• [WORK REQUIRED]
Line by line, please look for the word "EnvFilter" in the following records, then copy each line you find it in.

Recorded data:
───
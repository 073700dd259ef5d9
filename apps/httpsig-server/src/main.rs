//! HTTP Signature demo gateway.
//!
//! Loads per-user authorized-keys files, advertises a `Signature` challenge
//! and answers every signed request with the authenticated user name.
//!
//! # Usage
//!
//! ```text
//! HTTPSIG_SSHKEYS=alice=/etc/httpsig/alice.keys httpsig-server
//! ```
//!
//! # Environment Variables
//!
//! | Variable | Default | Description |
//! |----------|---------|-------------|
//! | `GATEWAY_LISTEN` | `0.0.0.0:4567` | Bind address |
//! | `HTTPSIG_REALM` | `httpsig` | Realm advertised in the challenge |
//! | `HTTPSIG_SKEW` | `300000` | Maximum `date` skew in milliseconds |
//! | `HTTPSIG_SSHKEYS` | *(empty)* | `user=path,user=path` key files |
//! | `HTTPSIG_HEADERS` | `date` | Space separated headers every request must sign |
//! | `HTTPSIG_KEY_ID` | `user-fingerprint` | Key id scheme |
//! | `LOG_LEVEL` | `info` | Log level filter, overridden by `RUST_LOG` |

mod gateway;

use std::net::SocketAddr;
use std::sync::Arc;

use anyhow::{Context, Result};
use httpsig_core::HttpsigConfig;
use httpsig_login::HttpsigConfiguration;
use hyper_util::rt::{TokioExecutor, TokioIo};
use hyper_util::server::conn::auto::Builder as HttpConnBuilder;
use hyper_util::server::graceful::GracefulShutdown;
use tokio::net::TcpListener;
use tracing::{debug, info, warn};
use tracing_subscriber::EnvFilter;

use crate::gateway::GatewayService;

fn init_tracing(log_level: &str) -> Result<()> {
    let filter = match EnvFilter::try_from_default_env() {
        Ok(filter) => filter,
        Err(_) => EnvFilter::try_new(log_level).with_context(|| format!("invalid LOG_LEVEL: {log_level}"))?,
    };
    tracing_subscriber::fmt().with_env_filter(filter).init();
    Ok(())
}

/// Accept connections until Ctrl-C, then drain the open ones.
async fn serve(listener: TcpListener, service: GatewayService) -> Result<()> {
    let graceful = GracefulShutdown::new();
    let http = HttpConnBuilder::new(TokioExecutor::new());
    let shutdown = tokio::signal::ctrl_c();
    tokio::pin!(shutdown);

    loop {
        let (stream, peer) = tokio::select! {
            accepted = listener.accept() => match accepted {
                Ok(conn) => conn,
                Err(e) => {
                    warn!(error = %e, "accept failed");
                    continue;
                }
            },
            _ = &mut shutdown => break,
        };
        let conn = http.serve_connection(TokioIo::new(stream), service.clone()).into_owned();
        let conn = graceful.watch(conn);
        tokio::spawn(async move {
            if let Err(e) = conn.await {
                debug!(%peer, error = %e, "connection closed with error");
            }
        });
    }

    info!("draining connections");
    graceful.shutdown().await;
    Ok(())
}

#[tokio::main]
async fn main() -> Result<()> {
    let config = HttpsigConfig::from_env();
    init_tracing(&config.log_level)?;

    let configuration = Arc::new(HttpsigConfiguration::new(&config));
    let snapshot = configuration.snapshot();
    if snapshot.verifier().keychain().is_empty() {
        warn!("no keys loaded, every request will be rejected");
    }

    let addr: SocketAddr = config
        .gateway_listen
        .parse()
        .with_context(|| format!("invalid bind address: {}", config.gateway_listen))?;
    let listener = TcpListener::bind(addr)
        .await
        .with_context(|| format!("failed to bind to {addr}"))?;

    info!(
        %addr,
        realm = %snapshot.challenge().realm(),
        keys = snapshot.verifier().keychain().len(),
        version = env!("CARGO_PKG_VERSION"),
        "HTTP signature gateway listening",
    );
    serve(listener, GatewayService::new(configuration)).await
}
───
• [EXERCISE SOLUTION]
use tracing_subscriber::EnvFilter;
    let filter = match EnvFilter::try_from_default_env() {
        Err(_) => EnvFilter::try_new(log_level).with_context(|| format!("invalid LOG_LEVEL: {log_level}"))?,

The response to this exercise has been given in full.